FIG. 5 is a diagram showing the configuration of an embodiment of the address section of the access pipeline. FIG. 6 is a diagram showing the configuration of the address generation section of one embodiment. FIG. FIG. 8 is a diagram showing the configuration of one embodiment of the main part of the address generation control section, and is a diagram for explaining the present invention in detail. In FIG. 3, l is the main memory and 2 is ν on the main memory.
, 3 is an instruction processing unit, and 4-A and 4-B are of an ACK configuration and can perform block access. The main storage control device 2 mediates data transfer between the main storage device 1 and the access request source device. The instruction processing unit 3 includes an access pipeline and a vector arithmetic unit.

【図示せず）に対する命令発信などを行うもので
ある。アクセスｅバイブライン４−Ａ、　４−Ｂに対し
て命令発信ケ行う場合、命令処理部３は、起動信号、ベ
クトル・レングス、ベース−アドレス。ティスタンス及びオペコードをアクセス・パイプライン
に送る。アクセス・パイプライン４−Ａは。主記憶装置へのベクトル働データのストア及び主記憶装
置からのベクトル・データのロード７行うものであリー
ベクトル・レジスタからのデータの読出し−ベクトル・
レジスタへのデータの書込み。アライン処理、アドレス生成及び主記憶制御装置ヘのリ
クエストやリクエスト・アドレス、オペコードの送出な
どを行う。アクセス・パイプライン４−Ｂは４−Ａと同
じ機能を有している。ベクトル・レジス４１５は複数の
エレメントよりなるベクトル・データを格納するもので
ある。図にはベクトル・レジスタは１個しか示されてい
ないが、実ントずつベクトル・レジスタからニレメント
ラ読出すことが出来、また１度に４ニレメントスつニレ
メントビベクトル・レジスタに書込むことが出来る。第４図はアクセス−パイプラインの１実施例の構成を示
すものである。第４図において、６はプライオリティ制
御回路１．７はアドレス部、８はアライン制御部、９は
アライン回路、１０は８００回路、１１と１２は制御信
号ｉをそれぞれ示している。主記憶制御装置２は、プラ
イオリティ制御回路６を有しており、主記憶アクセス要
求が競合した場合、ブライオｌ】ティに従って１個の主
記憶クセス・パイプライン４−Ａとの間には４本のデー
タ・バスＤＢが張られており、同様に主記憶制御装置２
とアクセス−パイプライン４−Ｂとの間にも４本のデー
タ・バスＤＢが張られている。データ・バスは８Ｂ幅の
ものである。アクセス・パイプライン４−Ａは、アドレ
ス部７．アライン制御部８及びアライン回路９を有して
いる。主記憶装置１をアクセスしたい場合、アドレス部
７はリクエスト、オペコード及びリクエスト・アドレス
を制御信号線１１を介して主記憶制御装置２に送る。ア
ライン制御部８は、主記憶制御装置２からの制御信号に
従ってアライン回路９を制御するものである。アライン
回路９とベクトル・レジスタ５との間には、４本のデー
タ・バス（バス帳ハ８Ｂ）が張られIt is used to issue commands to (not shown). When transmitting a command to the access e-vibration lines 4-A and 4-B, the command processing unit 3 sends an activation signal, a vector length, and a base address. Send the stance and opcode to the access pipeline. The access pipeline 4-A is.
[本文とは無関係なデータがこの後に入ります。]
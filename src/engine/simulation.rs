use super::{Event, EventQueue};
use crate::{Priority, SimState, SimTime};

use std::fmt::Formatter;

/// Contains the event queue and other state belonging to a simulation.
///
/// A [`Simulation`] owns both its state and its event queue, providing both shared and mutable access to each so
/// clients can set up and tear down instances as needed - for example, scheduling initial events or reading the final
/// counters.
///
/// The expected workflow for a Simulation is:
///
/// 1. Initialize a struct that implements [`SimState`].
/// 2. Pass this struct and the start time to [`new()`].
/// 3. Schedule at least one initial event or spawn an initial process.
/// 4. Call [`run()`] or [`run_until()`]. Handle any error it might return.
/// 5. Use the [`state()`] accessor to finish processing the results.
///
/// [`new()`]: Simulation::new
/// [`run()`]: Simulation::run
/// [`run_until()`]: Simulation::run_until
/// [`state()`]: Simulation::state
#[derive(Debug, Default)]
pub struct Simulation<State, Time>
where
    State: SimState<Time>,
    Time: SimTime,
{
    /// A priority queue of events that have been scheduled to execute, ordered ascending by execution time.
    pub(crate) event_queue: EventQueue<State, Time>,
    /// The current shared state of the Simulation. Exclusive access will be granted to each event that executes.
    pub(crate) state: State,
    events_executed: u64,
}

/// How a call to [`Simulation::run()`] or [`Simulation::run_until()`] ended.
#[derive(Debug, Clone, Copy, PartialEq, Eq, Default)]
pub struct RunSummary {
    /// Events executed during this call.
    pub events_executed: u64,
    /// Events dropped because they were scheduled past the run-length ceiling.
    pub events_discarded: usize,
}

impl<State, Time> Simulation<State, Time>
where
    State: SimState<Time>,
    Time: SimTime,
{
    /// Initialize a Simulation instance with the provided starting state and an event queue with clock set to the
    /// provided starting time.
    pub fn new(initial_state: State, start_time: Time) -> Self {
        Self {
            event_queue: EventQueue::new(start_time),
            state: initial_state,
            events_executed: 0,
        }
    }

    /// Execute events from the priority queue, one at a time, in ascending order by execution time.
    ///
    /// Follows this loop:
    ///
    /// 1. Does [`state.is_complete()`] return true? If so, stop.
    /// 2. Attempt to pop the next event from the queue, advancing the clock to its time. If there isn't one, stop.
    /// 3. Pass exclusive references to the state and event queue to [`event.execute()`].
    ///     1. If an error is returned, forward it as-is to the caller.
    ///     2. Otherwise, go back to step 1.
    ///
    /// # Errors
    ///
    /// Errors encountered while executing events are passed back to the caller unchanged, leaving any remaining
    /// events in the queue.
    ///
    /// [`state.is_complete()`]: SimState::is_complete
    /// [`event.execute()`]: Event::execute
    pub fn run(&mut self) -> crate::Result<RunSummary> {
        self.run_while(|_| true)
    }

    /// Execute events like [`run()`], but stop at the first event whose execution time exceeds `ceiling`. That event
    /// and every other pending event are discarded, so the run cannot be resumed past the ceiling.
    ///
    /// Events scheduled exactly at the ceiling still execute.
    ///
    /// # Errors
    ///
    /// See [`run()`].
    ///
    /// [`run()`]: Simulation::run
    pub fn run_until(&mut self, ceiling: Time) -> crate::Result<RunSummary> {
        let mut summary = self.run_while(|next| *next <= ceiling)?;
        if !self.event_queue.is_empty() && !self.state.is_complete(self.event_queue.current_time()) {
            summary.events_discarded = self.event_queue.discard_all();
            log::info!(
                "run-length ceiling {:?} reached, discarded {} pending events",
                ceiling,
                summary.events_discarded
            );
        }
        Ok(summary)
    }

    fn run_while<Keep>(&mut self, keep_going: Keep) -> crate::Result<RunSummary>
    where
        Keep: Fn(&Time) -> bool,
    {
        log::info!("starting run at {:?}", self.event_queue.current_time());
        let mut summary = RunSummary::default();
        loop {
            if self.state.is_complete(self.event_queue.current_time()) {
                break;
            }

            match self.event_queue.peek_time() {
                Some(next) if keep_going(next) => {}
                _ => break,
            }

            let Some(mut next_event) = self.event_queue.next() else {
                break;
            };
            log::trace!("executing {:?} at {:?}", next_event, self.event_queue.current_time());
            next_event.execute(&mut self.state, &mut self.event_queue)?;
            summary.events_executed += 1;
            self.events_executed += 1;
        }

        log::info!(
            "run stopped at {:?} after {} events, {} still pending",
            self.event_queue.current_time(),
            summary.events_executed,
            self.event_queue.len()
        );
        Ok(summary)
    }

    /// Schedule the provided event at the specified time with the default priority.
    ///
    /// # Errors
    ///
    /// If `time` is less than the current clock time on `self`, returns an [`Error::InvalidSchedule`].
    ///
    /// [`Error::InvalidSchedule`]: crate::Error::InvalidSchedule
    pub fn schedule<EventType>(&mut self, event: EventType, time: Time) -> crate::Result
    where
        EventType: Event<State, Time> + 'static,
    {
        self.event_queue.schedule(event, time)
    }

    /// Schedule the provided event at the specified time and priority.
    ///
    /// # Errors
    ///
    /// If `time` is less than the current clock time on `self`, returns an [`Error::InvalidSchedule`].
    ///
    /// [`Error::InvalidSchedule`]: crate::Error::InvalidSchedule
    pub fn schedule_prioritized<EventType>(&mut self, event: EventType, time: Time, priority: Priority) -> crate::Result
    where
        EventType: Event<State, Time> + 'static,
    {
        self.event_queue.schedule_prioritized(event, time, priority)
    }

    /// Total events executed over the lifetime of this simulation.
    pub fn events_executed(&self) -> u64 {
        self.events_executed
    }

    /// Get a shared reference to the simulation's current clock time.
    pub fn current_time(&self) -> &Time {
        self.event_queue.current_time()
    }

    /// Get a shared reference to the simulation state.
    pub fn state(&self) -> &State {
        &self.state
    }

    /// Get an exclusive reference to the simulation state.
    pub fn state_mut(&mut self) -> &mut State {
        &mut self.state
    }

    /// Get a shared reference to the event queue.
    pub fn event_queue(&self) -> &EventQueue<State, Time> {
        &self.event_queue
    }

    /// Get an exclusive reference to the event queue.
    pub fn event_queue_mut(&mut self) -> &mut EventQueue<State, Time> {
        &mut self.event_queue
    }
}

impl<State, Time> std::fmt::Display for Simulation<State, Time>
where
    State: SimState<Time>,
    Time: SimTime,
{
    fn fmt(&self, f: &mut Formatter) -> std::fmt::Result {
        write!(f, "Simulation at time {:?}", self.event_queue.current_time())
    }
}

#[cfg(test)]
mod tests {
    use super::*;
    use crate::engine::{Infallible, OkEvent};

    #[derive(Debug)]
    struct State {
        executed_event_values: Vec<u32>,
        complete: bool,
    }
    impl SimState<u32> for State {
        fn is_complete(&self, _: &u32) -> bool {
            self.complete
        }
    }

    #[derive(Debug)]
    struct TestEvent {
        value: u32,
    }

    impl Event<State, u32> for TestEvent {
        fn execute(&mut self, simulation_state: &mut State, _: &mut EventQueue<State, u32>) -> crate::Result {
            simulation_state.executed_event_values.push(self.value);
            Ok(())
        }
    }

    #[derive(Debug)]
    struct CompletionEvent {}

    impl OkEvent<State, u32> for CompletionEvent {
        fn execute(&mut self, simulation_state: &mut State, _: &mut EventQueue<State, u32>) {
            simulation_state.complete = true;
        }
    }

    /// Reschedules itself at the same instant with a larger priority until it has run `remaining` more times.
    #[derive(Debug)]
    struct Echo {
        remaining: u32,
    }

    impl Event<State, u32> for Echo {
        fn execute(&mut self, simulation_state: &mut State, event_queue: &mut EventQueue<State, u32>) -> crate::Result {
            simulation_state.executed_event_values.push(100 + self.remaining);
            if self.remaining > 0 {
                event_queue.schedule_now(
                    Echo {
                        remaining: self.remaining - 1,
                    },
                    Priority(1),
                )?;
            }
            Ok(())
        }
    }

    fn setup() -> Simulation<State, u32> {
        let mut sim = Simulation::new(
            State {
                executed_event_values: Vec::with_capacity(3),
                complete: false,
            },
            0,
        );

        let events: [TestEvent; 3] = [TestEvent { value: 1 }, TestEvent { value: 3 }, TestEvent { value: 2 }];

        for (i, event) in events.into_iter().enumerate() {
            sim.event_queue.schedule(event, 2 * i as u32).unwrap();
        }
        sim
    }

    #[test]
    fn simulation_executes_events() {
        let mut sim = setup();
        let summary = sim.run().unwrap();

        let expected = vec![1, 3, 2];
        assert_eq!(
            expected, sim.state.executed_event_values,
            "events did not execute in correct order"
        );
        assert_eq!(3, summary.events_executed);
        assert_eq!(0, summary.events_discarded);
    }

    #[test]
    fn simulation_stops_with_events_still_in_queue() {
        let mut sim = setup();
        sim.event_queue.schedule(Infallible(CompletionEvent {}), 3).unwrap();
        sim.run().unwrap();

        let expected = vec![1, 3];
        assert_eq!(
            expected, sim.state.executed_event_values,
            "simulation did not terminate with completion event"
        );
        assert_eq!(1, sim.event_queue.len(), "pending event should survive a completed run");
    }

    #[test]
    fn ceiling_discards_later_events() {
        let mut sim = setup();
        let summary = sim.run_until(2).unwrap();

        assert_eq!(vec![1, 3], sim.state.executed_event_values, "event at the ceiling should execute");
        assert_eq!(1, summary.events_discarded);
        assert!(sim.event_queue.is_empty());
        assert_eq!(&2, sim.current_time());
    }

    #[test]
    fn same_time_events_scheduled_during_a_turn_run_in_that_instant() {
        let mut sim = setup();
        sim.event_queue.schedule(Echo { remaining: 2 }, 2).unwrap();
        sim.run().unwrap();

        assert_eq!(
            vec![1, 3, 102, 101, 100, 2],
            sim.state.executed_event_values,
            "zero-delay follow-ups should run before later events"
        );
        assert_eq!(6, sim.events_executed());
    }
}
It stores vector working data to the main memory and loads vector data from the main memory.Reading data from the vector register - Vector
Writing data to a register. Performs alignment processing, address generation, and sending requests, request addresses, and opcodes to the main memory control unit. Access pipeline 4-B has the same functionality as 4-A. Vector register 415 stores vector data consisting of a plurality of elements. Although only one vector register is shown in the figure, real points can be read from the vector register, and four vector registers can be written to the vector register at a time. FIG. 4 shows the structure of one embodiment of the access pipeline. In FIG. 4, 6 is a priority control circuit 1, 7 is an address section, 8 is an align control section, 9 is an align circuit, 10 is an 800 circuit, and 11 and 12 are control signals i, respectively. The main memory control device 2 has a priority control circuit 6, and when main memory access requests conflict, four main memory access pipelines are connected to one main memory access pipeline 4-A according to priority. A data bus DB is connected to the main memory controller 2.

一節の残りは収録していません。